Budgetpresse
⚡ Kurzzusammenfassung
OFFIZIELLE Post-Budget-Medienbriefings in Pakistan sind sorgfältig choreografierte Angelegenheiten, voller beruhigender Phrasen wie „in die richtige Richtung gehen“, „Belastbarkeit“ und „förderndes Geschäfts- und Investitionsumfeld“, die von den Verwaltern der Staatskasse vorgetragen werden.
OFFIZIELLE Post-Budget-Medienbriefings in Pakistan sind sorgfältig choreografierte Angelegenheiten, voller beruhigender Phrasen wie „in die richtige Richtung gehen“, „Belastbarkeit“ und „förderndes Geschäfts- und Investitionsumfeld“, die von den Verwaltern der Staatskasse vorgetragen werden.
Nach dem Ende der Briefings gehen die Journalisten mit wenig zurück, was sie nicht bereits wussten. Die Post-Budget-Presseerklärung von Finanzminister Muhammad Aurangzeb war nicht anders.
Während er mit der charakteristischen Zuversicht eines Bankmanagers sprach, konnte er die Spannung, die dem neuen Haushalt zugrunde liegt, nicht ganz zum Ausdruck bringen: ein Dokument, das gleichzeitig ein Hilfshaushalt, ein Wachstumshaushalt und ein Konsolidierungshaushalt sein will – und das jeweils nur teilweise gelingt.

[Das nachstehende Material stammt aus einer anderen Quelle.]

//! govinfo committee hearing listing (JSON) → hearing records.
//!
//! The listing endpoint answers
//! `{"childNodes": [{"nodeValue": {"granuleid": …, "packageid": …, …}}, …]}`.
//! `childNodes` may be absent or null when a committee held no hearings in
//! that congress.

use legisharvest_shared::{HarvestError, HearingRecord, Result};
use serde::Deserialize;
use tracing::warn;

#[derive(Debug, Deserialize)]
struct Listing {
    #[serde(rename = "childNodes", default)]
    child_nodes: Option<Vec<ChildNode>>,
}

#[derive(Debug, Deserialize)]
struct ChildNode {
    #[serde(rename = "nodeValue", default)]
    node_value: Option<serde_json::Value>,
}

/// Records extracted from one listing, plus how many children were unusable.
#[derive(Debug, Default)]
pub struct HearingListing {
    pub records: Vec<HearingRecord>,
    /// Children dropped for lacking a `nodeValue` or a usable id.
    pub dropped: usize,
}

/// Parse a listing body. Invalid JSON is an error; bad children are dropped.
pub fn parse_hearing_listing(body: &str) -> Result<HearingListing> {
    let listing: Listing = serde_json::from_str(body)
        .map_err(|e| HarvestError::parse(format!("hearing listing: {e}")))?;

    let mut out = HearingListing::default();
    for child in listing.child_nodes.unwrap_or_default() {
        let Some(node) = child.node_value else {
            warn!("listing child without nodeValue, dropping");
            out.dropped += 1;
            continue;
        };

        match HearingRecord::from_node(node) {
            Ok(record) => out.records.push(record),
            Err(e) => {
                warn!(error = %e, "dropping hearing without id");
                out.dropped += 1;
            }
        }
    }

    Ok(out)
}
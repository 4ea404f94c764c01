//! Field extraction from upstream legislative pages.
//!
//! Each module turns one kind of raw body into typed records:
//! - [`committees`]: govinfo committee browser (HTML) → [`CommitteeCatalog`]
//! - [`hearings`]: per-committee hearing listing (JSON) → [`HearingListing`]
//! - [`house`]: house.gov representatives tables (HTML) → roster rows
//! - [`senate`]: senate.gov contact XML + assignments page (HTML) → roster rows
//!
//! Extraction is deliberately lenient: rows that cannot yield a record are
//! skipped, and only a body that is unusable as a whole is an error.

pub mod committees;
pub mod hearings;
pub mod house;
pub mod senate;
mod text;

pub use committees::{CommitteeCatalog, parse_committee_catalog};
pub use hearings::{HearingListing, parse_hearing_listing};
pub use house::{HOUSE_TABLE_LIMIT, parse_house_roster};
pub use senate::{
    SenateMember, build_senate_roster, parse_senate_assignments, parse_senate_members,
};
pub use text::camel_case_split;
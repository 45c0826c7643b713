//! The shared schema for enumerations exchanged with native code by value.
//!
//! Every backend consumes the same definition, so a variant can't be "synchronized by
//! convention" with a second copy somewhere else. The wire values must be dense and start at
//! zero; this is checked at compile time.

macro_rules! shared_enum {
    (
        $(#[$meta:meta])*
        $vis:vis enum $name:ident {
            $(
                $(#[$vmeta:meta])*
                $variant:ident = $value:literal,
            )*
        }
    ) => {
        $(#[$meta])*
        #[repr(u32)]
        $vis enum $name {
            $(
                $(#[$vmeta])*
                $variant = $value,
            )*
        }

        impl $name {
            /// Every variant, in wire order.
            pub const ALL: &'static [$name] = &[$($name::$variant),*];

            /// The value this variant is exchanged as.
            #[inline]
            pub const fn to_wire(self) -> u32 {
                self as u32
            }
        }

        impl TryFrom<u32> for $name {
            type Error = $crate::error::InvalidWireValue;

            fn try_from(value: u32) -> Result<Self, Self::Error> {
                match value {
                    $($value => Ok($name::$variant),)*
                    _ => Err($crate::error::InvalidWireValue::new(stringify!($name), value)),
                }
            }
        }

        const _: () = {
            let mut i = 0;
            while i < $name::ALL.len() {
                assert!($name::ALL[i] as u32 == i as u32, "wire values must be dense");
                i += 1;
            }
        };
    };
}
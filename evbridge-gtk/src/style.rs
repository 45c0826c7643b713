use cursor_icon::CursorIcon;
use evbridge_core::cursor::CursorShape;
use evbridge_core::window::WindowFlags;

/// The `GtkWindow` properties that follow from [`WindowFlags`].
#[derive(Debug, Clone, Copy, PartialEq, Eq, Hash)]
pub struct WindowProps {
    pub decorated: bool,
    pub resizable: bool,
    /// Use the screen's RGBA visual so the window can be translucent.
    pub rgba_visual: bool,
    /// Replace the title bar with an empty header bar so the content reaches the top edge.
    pub custom_titlebar: bool,
}

impl From<WindowFlags> for WindowProps {
    fn from(flags: WindowFlags) -> Self {
        WindowProps {
            decorated: !flags.contains(WindowFlags::BORDERLESS),
            resizable: flags.contains(WindowFlags::RESIZABLE),
            rgba_visual: flags.contains(WindowFlags::TRANSPARENT_BACKDROP_BLUR),
            custom_titlebar: flags.contains(WindowFlags::FULL_SIZE_CONTENT),
        }
    }
}

/// The name passed to `gdk_cursor_new_from_name`.
pub fn cursor_name(shape: CursorShape) -> &'static str {
    CursorIcon::from(shape).name()
}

Das Hauptthema des Pressesprechers war, dass die Stabilisierungsphase vorbei sei und dass dieser Haushalt den Weg in Richtung Wachstum markiert. Dieses Narrativ hat politische Logik; Die Regierung hat in den letzten drei Jahren der vom IWF verordneten strafenden Sparmaßnahmen viel Kritik auf sich gezogen und möchte nun dafür gelobt werden, dass sie die Wende geschafft hat.
Die Hilfsmaßnahmen sind durchaus real. Lohnsteuersenkungen, Abschaffung der Supersteuer für Unternehmen, subventionierte Exportfinanzierung usw. – das ist keine Kosmetik. Sie sind eine Reaktion auf die Beschwerden der Geschäftswelt und auf das am stärksten belastete Segment der formellen Wirtschaft – den dokumentierten Steuerzahler, der seit Jahren die Last aller anderen trägt.
Aber Großzügigkeit hat ihren Preis, und hier wurde die Pressekonferenz merklich vage. Als der Finanzzar nach den durch diese Zugeständnisse entstandenen Einnahmelöchern gefragt wurde, gingen die Antworten in Richtung Durchsetzungsoptimismus. Das FBR wird mehr gesichtslose Audits durchführen. Durch die verpflichtende elektronische Rechnungsstellung werden Lieferketten dokumentiert. Die digitale Überwachung stoppt Leckagen.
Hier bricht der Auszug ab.